But noblesse oblige and all that kind of stuff . . . Or in his case, at least temporarily, royauté oblige . . . Wouldn’t do to leave the Mitteleuropians in another gluepot. No, he’d just have to stick it out in Zling until ex-King Sigismund and his entourage got back, then arrange an orderly handover of power.
Still, at least he’d achieved what he’d set out to do. Ex-Princess Ethelinde was free, and the Dowager Duchess was no longer under any obligation to extend the hospitality of Tawcester Towers to the girl’s father. At the first opportunity, Blotto sent a cablegram to his mother to tell her the glad news.
The reply he received was not over-lavish with praise, but then that had never been the Dowager Duchess’s way. She had high expectations of her children, but was not so spineless as to congratulate them when they achieved something. Praise never did children any good, it could only make them feel relaxed. And that was the last thing a parent wanted in her offspring.
His mother’s cable did, however, have an unpleasant sting in the tail for Blotto. It concluded: ‘OF COURSE, NOW YOU’VE RESCUED HER, YOU WILL HAVE TO MARRY THE GIRL. HER FATHER AND I HAVE DISCUSSED THIS AND COME TO A VERY AGREEABLE FINANCIAL ARRANGEMENT. THE WEDDING WILL TAKE PLACE IN ST ALOYSIUS CATHEDRAL IN ZLING NEXT MONTH.’
Oh, broken biscuits, thought Blotto.

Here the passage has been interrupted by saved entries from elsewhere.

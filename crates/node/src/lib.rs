//! Lifecycle orchestration of a single local node: genesis provisioning,
//! idempotent restarts, and start/stop/reset against a managed home directory.
#![warn(missing_docs)]
#![warn(clippy::all)]
#![warn(clippy::pedantic)]
#![warn(clippy::nursery)]
#![allow(clippy::redundant_pub_crate)]

mod error;
mod provisioning;
mod report;

pub use error::{Error, Result};
pub use provisioning::{CommandBuilder, HASH_DENOM, VALIDATOR_KEY};
pub use report::{AccountReport, StartReport};

use std::io;
use std::net::{IpAddr, Ipv4Addr, Ipv6Addr};
use std::path::{Path, PathBuf};
use std::time::Duration;

use localnet_config::Configuration;
use localnet_genesis::GenesisPlan;
use localnet_keys::{DEFAULT_ADDRESS_PREFIX, HdPath, KeyDeriver, generate_mnemonic};
use localnet_lock_file::LifecycleStore;
use localnet_supervisor::{ProcessSupervisor, Signal};
use tokio::fs;
use tracing::{debug, info, warn};

/// Default node binary name.
pub const DEFAULT_BINARY: &str = "provenanced";

/// Default interface the node listens on.
pub const DEFAULT_BIND_ADDRESS: &str = "127.0.0.1";

/// Default home directory, relative to the working directory.
pub const DEFAULT_HOME_DIR: &str = ".localnet";

/// Default budget for the gRPC port to open after a background start.
pub const DEFAULT_READY_TIMEOUT: Duration = Duration::from_secs(10);

/// Default budget for the node to exit after being signalled.
pub const DEFAULT_STOP_TIMEOUT: Duration = Duration::from_secs(30);

/// Log file of a background node, inside the home directory.
pub const NODE_LOG_FILE: &str = "node.log";

/// Keyring index all funded accounts derive under.
const ACCOUNT_KEYRING: u32 = 0;

/// Options for creating a new `NodeOrchestrator`.
#[derive(Clone, Debug)]
pub struct NodeOrchestratorOptions<S, P>
where
    S: LifecycleStore,
    P: ProcessSupervisor,
{
    /// Bech32 prefix of reported account addresses.
    pub address_prefix: String,

    /// Path or name of the node binary.
    pub binary: PathBuf,

    /// Interface the node's listeners are configured on.
    pub bind_address: String,

    /// Home directory of the node; also holds the lock file.
    pub home_dir: PathBuf,

    /// How long a background start waits for the gRPC port.
    pub ready_timeout: Duration,

    /// How long `stop` waits for the node to exit.
    pub stop_timeout: Duration,

    /// Lifecycle record of the home directory.
    pub store: S,

    /// Process control.
    pub supervisor: P,
}

impl<S, P> NodeOrchestratorOptions<S, P>
where
    S: LifecycleStore,
    P: ProcessSupervisor,
{
    /// Options with every default applied for `home_dir`.
    pub fn new(store: S, supervisor: P, home_dir: impl Into<PathBuf>) -> Self {
        Self {
            address_prefix: DEFAULT_ADDRESS_PREFIX.to_string(),
            binary: PathBuf::from(DEFAULT_BINARY),
            bind_address: DEFAULT_BIND_ADDRESS.to_string(),
            home_dir: home_dir.into(),
            ready_timeout: DEFAULT_READY_TIMEOUT,
            stop_timeout: DEFAULT_STOP_TIMEOUT,
            store,
            supervisor,
        }
    }
}

/// Options for [`NodeOrchestrator::start`].
#[derive(Clone, Copy, Debug, Default, PartialEq, Eq)]
pub struct StartOptions {
    /// Stop a running node and rebuild genesis from scratch.
    pub force: bool,

    /// Detach the node and wait for it to become ready.
    pub background: bool,
}

/// Drives one node home directory through its lifecycle.
pub struct NodeOrchestrator<S, P>
where
    S: LifecycleStore,
    P: ProcessSupervisor,
{
    address_prefix: String,
    bind_address: String,
    commands: CommandBuilder,
    home_dir: PathBuf,
    ready_timeout: Duration,
    stop_timeout: Duration,
    store: S,
    supervisor: P,
}

impl<S, P> NodeOrchestrator<S, P>
where
    S: LifecycleStore,
    P: ProcessSupervisor,
{
    /// Creates a new orchestrator.
    ///
    /// A relative `home_dir` is resolved against the current directory so
    /// that the `--home` passed to the node and process discovery agree.
    ///
    /// # Errors
    ///
    /// Returns [`Error::Io`] if the current directory cannot be read.
    pub fn new(
        NodeOrchestratorOptions {
            address_prefix,
            binary,
            bind_address,
            home_dir,
            ready_timeout,
            stop_timeout,
            store,
            supervisor,
        }: NodeOrchestratorOptions<S, P>,
    ) -> Result<Self> {
        let home_dir = std::path::absolute(&home_dir)
            .map_err(|e| Error::Io("failed to resolve home directory", e))?;

        Ok(Self {
            address_prefix,
            bind_address,
            commands: CommandBuilder::new(binary, home_dir.clone()),
            home_dir,
            ready_timeout,
            stop_timeout,
            store,
            supervisor,
        })
    }

    /// Home directory under management.
    #[must_use]
    pub fn home_dir(&self) -> &Path {
        &self.home_dir
    }

    /// Ensures genesis exists for `config`, then starts the node.
    ///
    /// Equivalent to [`prepare`](Self::prepare) followed by
    /// [`launch`](Self::launch).
    ///
    /// # Errors
    ///
    /// See [`prepare`](Self::prepare) and [`launch`](Self::launch).
    pub async fn start(&self, config: Configuration, options: StartOptions) -> Result<StartReport> {
        let (config, mut report) = self.prepare(config, options.force).await?;
        report.pid = self.launch(&config, options.background).await?;

        Ok(report)
    }

    /// Everything `start` does before launching the node process.
    ///
    /// Fills in the mnemonic (the stored one when the directory is initialized,
    /// even under `force`), refuses to proceed while a managed node is running
    /// (stopping it first when `force` is set), and builds genesis if the home
    /// directory is uninitialized or `force` is set. An initialized directory is
    /// only reused when `config` equals the stored configuration exactly.
    ///
    /// Returns the configuration in effect, mnemonic included.
    ///
    /// A failing provisioning command aborts immediately and leaves the home
    /// directory partially initialized; it must be reset before retrying.
    ///
    /// # Errors
    ///
    /// Returns [`Error::AlreadyRunning`], [`Error::ConfigMismatch`], or any
    /// configuration, key, lock-file, or supervisor error.
    pub async fn prepare(
        &self,
        mut config: Configuration,
        force: bool,
    ) -> Result<(Configuration, StartReport)> {
        config.validate()?;

        let state = self.store.load().await?;

        if config.mnemonic.is_none() {
            let stored = state
                .initialized_config()
                .and_then(|stored| stored.mnemonic.clone());

            config.mnemonic = Some(match stored {
                Some(mnemonic) => mnemonic,
                None => generate_mnemonic()?,
            });
        }
        let mnemonic = config.mnemonic.clone().unwrap_or_default();

        // Fails on a bad mnemonic before anything is touched.
        let deriver = KeyDeriver::from_mnemonic(&mnemonic, self.address_prefix.clone())?;

        if let Some(pid) = self.supervisor.find_managed_pid(&self.home_dir).await? {
            if !force {
                self.store.set_pid(Some(pid)).await?;
                return Err(Error::AlreadyRunning(pid));
            }

            info!("stopping running node (pid {}) before forced start", pid);
            self.stop_pid(pid).await?;
        }

        let plan = GenesisPlan::new(&config.total_supply()?, config.accounts)?;

        let genesis_created = if !state.initialized || force {
            if force {
                self.wipe_home().await?;
            }
            self.provision(&config, &plan, &mnemonic).await?;
            self.store.mark_initialized(config.clone()).await?;
            true
        } else {
            if state.initialized_config() != Some(&config) {
                return Err(Error::ConfigMismatch);
            }
            debug!("reusing genesis in {}", self.home_dir.display());
            false
        };

        let accounts = (0..config.accounts)
            .map(|index| {
                deriver
                    .derive(ACCOUNT_KEYRING, index)
                    .map(|identity| AccountReport {
                        index,
                        address: identity.address,
                        balance: plan.per_account_balance.clone(),
                    })
            })
            .collect::<localnet_keys::Result<Vec<_>>>()?;

        let report = StartReport {
            mnemonic,
            base_hd_path: HdPath::base_display(ACCOUNT_KEYRING),
            plan,
            accounts,
            genesis_created,
            pid: None,
        };

        Ok((config, report))
    }

    /// Starts the node process for a prepared home directory.
    ///
    /// In the background, waits for the gRPC port to open, then records the
    /// live pid and returns it. In the foreground, returns `None` once the node
    /// exits.
    ///
    /// # Errors
    ///
    /// Returns [`Error::StartFailed`] if a background node does not become ready
    /// or cannot be found afterwards, or a supervisor error if it cannot be
    /// spawned or exits unsuccessfully.
    pub async fn launch(&self, config: &Configuration, background: bool) -> Result<Option<u32>> {
        let mut command = self.commands.start();

        if !background {
            info!("starting node in the foreground");
            self.supervisor.start(&command, false).await?;
            return Ok(None);
        }

        command = command.with_log_file(self.home_dir.join(NODE_LOG_FILE));
        self.supervisor.start(&command, true).await?;

        let host = ready_host(&self.bind_address);
        let port = config.ports.grpc;
        if !self
            .supervisor
            .await_ready(&host, port, self.ready_timeout)
            .await
        {
            return Err(Error::StartFailed(format!(
                "gRPC port {host}:{port} did not open within {:?}",
                self.ready_timeout
            )));
        }

        let Some(pid) = self.supervisor.find_managed_pid(&self.home_dir).await? else {
            return Err(Error::StartFailed(
                "node process not found after start".to_string(),
            ));
        };

        self.store.set_pid(Some(pid)).await?;
        info!("node running in the background (pid {})", pid);

        Ok(Some(pid))
    }

    /// Stops the managed node and waits for it to exit.
    ///
    /// # Errors
    ///
    /// Returns [`Error::NotRunning`] if no managed node is found, after clearing
    /// any stale pid, or a supervisor error if it cannot be signalled or does not
    /// exit in time.
    pub async fn stop(&self) -> Result<()> {
        let Some(pid) = self.supervisor.find_managed_pid(&self.home_dir).await? else {
            self.store.set_pid(None).await?;
            return Err(Error::NotRunning);
        };

        self.stop_pid(pid).await
    }

    /// Removes the home directory and with it all chain data and the lock file.
    ///
    /// # Errors
    ///
    /// Returns [`Error::ResetWhileRunning`] if a managed node is running.
    pub async fn reset(&self) -> Result<()> {
        if let Some(pid) = self.supervisor.find_managed_pid(&self.home_dir).await? {
            return Err(Error::ResetWhileRunning(pid));
        }

        self.remove_home().await
    }

    /// [`stop`](Self::stop) followed by [`reset`](Self::reset).
    ///
    /// # Errors
    ///
    /// Returns the first error encountered.
    pub async fn stop_and_reset(&self) -> Result<()> {
        self.stop().await?;
        self.reset().await
    }

    async fn stop_pid(&self, pid: u32) -> Result<()> {
        info!("stopping node (pid {})", pid);

        self.supervisor.stop(pid, true, Signal::SIGTERM).await?;
        self.supervisor.await_exit(pid, self.stop_timeout).await?;
        self.store.set_pid(None).await?;

        Ok(())
    }

    async fn provision(&self, config: &Configuration, plan: &GenesisPlan, mnemonic: &str) -> Result<()> {
        let commands = self
            .commands
            .genesis(config, plan, mnemonic, &self.bind_address)?;

        info!(
            "building genesis for {} with {} accounts",
            config.chain_id, config.accounts
        );

        for command in &commands {
            if let Err(e) = self.supervisor.run(command).await {
                warn!(
                    "genesis provisioning failed; reset {} before retrying",
                    self.home_dir.display()
                );
                return Err(e.into());
            }
        }

        Ok(())
    }

    async fn remove_home(&self) -> Result<()> {
        match fs::remove_dir_all(&self.home_dir).await {
            Ok(()) => {
                info!("removed {}", self.home_dir.display());
                Ok(())
            }
            Err(e) if e.kind() == io::ErrorKind::NotFound => Ok(()),
            Err(e) => Err(Error::Io("failed to remove home directory", e)),
        }
    }

    async fn wipe_home(&self) -> Result<()> {
        self.remove_home().await?;

        fs::create_dir_all(&self.home_dir)
            .await
            .map_err(|e| Error::Io("failed to create home directory", e))
    }
}

/// Host readiness is checked on; an unspecified bind address is reached via loopback.
fn ready_host(bind_address: &str) -> String {
    match bind_address.parse::<IpAddr>() {
        Ok(IpAddr::V4(ip)) if ip.is_unspecified() => Ipv4Addr::LOCALHOST.to_string(),
        Ok(IpAddr::V6(ip)) if ip.is_unspecified() => Ipv6Addr::LOCALHOST.to_string(),
        _ => bind_address.to_string(),
    }
}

That really is a bit of a chock in the cogwheel. If the wedding plans were to go ahead – and anything the Dowager Duchess planned generally did go ahead – then before it happened he would also have to negotiate a duel with Crown Prince Fritz-Ludwig of Transcarpathia.
As he prowled discontentedly round Korpzenschloss he did his best to avoid ex-Princess Ethelinde – or was she back to Princess Ethelinde now? But he did inadvertently bump into her from time to time, and on each occasion she looked more amorous. Oh, biscuits smashed to smithereeens, thought Blotto.
Another earwig in the cream was that all the royal advisers in Korpzenschloss (who at the deposition of King Vlatislav had instantly transferred their allegiance to King Blotto) were keen to get him crowned as soon as possible. It was their view that, until a Coronation put the official seal on the regime change, there was a real danger that Vlatislav’s partisans might rescue the usurped usurper from the dungeons of Korpzenschloss and reinstate him on the throne.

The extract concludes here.